(Stored data)
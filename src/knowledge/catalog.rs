//! The search seam consumed by the planner.
//!
//! The planner only needs three domains (essences, harvest crafts and bench
//! recipes). It reaches them through [`SearchCatalog`], which callers pass in
//! explicitly, so tests can substitute in-memory or recording catalogs.

use serde_json::Value;

use super::bench::{BenchIndex, BenchRecipe};
use super::errors::KnowledgeError;
use super::essences::{Essence, EssenceIndex};
use super::harvest::{HarvestCraft, HarvestIndex};

/// Crafting domains the classifier can resolve a modifier against.
#[derive(Debug, Clone, Copy, PartialEq, Eq, Hash)]
pub enum CraftDomain {
    Essence,
    Harvest,
    Bench,
}

impl CraftDomain {
    /// Default search order when no hint reorders it.
    pub const DEFAULT_ORDER: [CraftDomain; 3] =
        [CraftDomain::Essence, CraftDomain::Harvest, CraftDomain::Bench];

    pub fn as_str(&self) -> &'static str {
        match self {
            CraftDomain::Essence => "essence",
            CraftDomain::Harvest => "harvest",
            CraftDomain::Bench => "bench",
        }
    }
}

/// A search hit from any planner domain.
///
/// `Influence` carries the name of a blueprint influence rather than a
/// dataset record; it is produced by classification, never by a search.
#[derive(Debug, Clone, PartialEq)]
pub enum Match {
    Essence(Essence),
    Harvest(HarvestCraft),
    Bench(BenchRecipe),
    Influence(String),
}

impl Match {
    /// Stable identity used to merge modifiers that share one source.
    pub fn group_key(&self) -> Option<&str> {
        let key = match self {
            Match::Essence(e) => e.identifier.as_str(),
            Match::Harvest(h) => h.identifier.as_str(),
            Match::Bench(b) => b.identifier.as_str(),
            Match::Influence(name) => name.as_str(),
        };
        (!key.trim().is_empty()).then_some(key)
    }

    pub fn name(&self) -> &str {
        match self {
            Match::Essence(e) => &e.name,
            Match::Harvest(h) => h.headline(),
            Match::Bench(b) => &b.display,
            Match::Influence(name) => name,
        }
    }

    /// Human-readable effect lines.
    pub fn summary_lines(&self) -> Vec<String> {
        match self {
            Match::Essence(e) => e.mods.clone(),
            Match::Harvest(h) => h.description.clone(),
            Match::Bench(b) if b.description.trim().is_empty() => Vec::new(),
            Match::Bench(b) => vec![b.description.clone()],
            Match::Influence(_) => Vec::new(),
        }
    }

    /// The record as a JSON value for plan metadata.
    pub fn to_metadata(&self) -> Result<Value, KnowledgeError> {
        let value = match self {
            Match::Essence(e) => serde_json::to_value(e)?,
            Match::Harvest(h) => serde_json::to_value(h)?,
            Match::Bench(b) => serde_json::to_value(b)?,
            Match::Influence(name) => Value::String(name.clone()),
        };
        Ok(value)
    }
}

/// Per-domain keyword lookup used by the planner.
///
/// Implementations must return matches in a stable order for a given query;
/// the planner treats the first match as the best one.
pub trait SearchCatalog: Send + Sync {
    fn find_essences(&self, query: &str) -> Result<Vec<Essence>, KnowledgeError>;

    fn find_harvest_crafts(&self, query: &str) -> Result<Vec<HarvestCraft>, KnowledgeError>;

    fn find_bench_recipes(&self, query: &str) -> Result<Vec<BenchRecipe>, KnowledgeError>;

    fn find(&self, domain: CraftDomain, query: &str) -> Result<Vec<Match>, KnowledgeError> {
        let matches = match domain {
            CraftDomain::Essence => self
                .find_essences(query)?
                .into_iter()
                .map(Match::Essence)
                .collect(),
            CraftDomain::Harvest => self
                .find_harvest_crafts(query)?
                .into_iter()
                .map(Match::Harvest)
                .collect(),
            CraftDomain::Bench => self
                .find_bench_recipes(query)?
                .into_iter()
                .map(Match::Bench)
                .collect(),
        };
        Ok(matches)
    }
}

/// A catalog over already-loaded indices.
#[derive(Debug, Clone, Default)]
pub struct StaticCatalog {
    pub essences: EssenceIndex,
    pub harvest: HarvestIndex,
    pub bench: BenchIndex,
}

impl StaticCatalog {
    pub fn new(essences: Vec<Essence>, harvest: Vec<HarvestCraft>, bench: Vec<BenchRecipe>) -> Self {
        Self {
            essences: EssenceIndex::from_entries(essences),
            harvest: HarvestIndex::from_entries(harvest),
            bench: BenchIndex::from_entries(bench),
        }
    }
}

impl SearchCatalog for StaticCatalog {
    fn find_essences(&self, query: &str) -> Result<Vec<Essence>, KnowledgeError> {
        Ok(self.essences.search(query))
    }

    fn find_harvest_crafts(&self, query: &str) -> Result<Vec<HarvestCraft>, KnowledgeError> {
        Ok(self.harvest.search(query))
    }

    fn find_bench_recipes(&self, query: &str) -> Result<Vec<BenchRecipe>, KnowledgeError> {
        Ok(self.bench.search(query))
    }
}

// ─── Tests ──────────────────────────────────────────────────────────────────

#[cfg(test)]
mod tests {
    use super::*;

    fn essence(identifier: &str) -> Essence {
        Essence {
            identifier: identifier.into(),
            name: "Screaming Essence of Greed".into(),
            tier: "5".into(),
            level: 58,
            kind: Default::default(),
            mods: vec!["+50 to maximum Life".into()],
            item_level_restriction: None,
            spawn_level_min: None,
            spawn_level_max: None,
        }
    }

    #[test]
    fn group_key_ignores_blank_identifiers() {
        assert_eq!(Match::Essence(essence("greed5")).group_key(), Some("greed5"));
        assert_eq!(Match::Essence(essence("  ")).group_key(), None);
    }

    #[test]
    fn metadata_serialises_record_fields() {
        let meta = Match::Essence(essence("greed5")).to_metadata().unwrap();
        assert_eq!(meta["name"], "Screaming Essence of Greed");
        assert_eq!(meta["type"], "");
        assert_eq!(Match::Influence("Hunter".into()).to_metadata().unwrap(), "Hunter");
    }

    #[test]
    fn static_catalog_dispatches_by_domain() {
        let catalog = StaticCatalog::new(vec![essence("greed5")], vec![], vec![]);
        let hits = catalog.find(CraftDomain::Essence, "maximum life").unwrap();
        assert_eq!(hits.len(), 1);
        assert_eq!(hits[0].name(), "Screaming Essence of Greed");
        assert!(catalog.find(CraftDomain::Bench, "maximum life").unwrap().is_empty());
    }
}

What the task requires: The number alone, please: how many lines in the data contain the string "enum"?

Exercise result: 2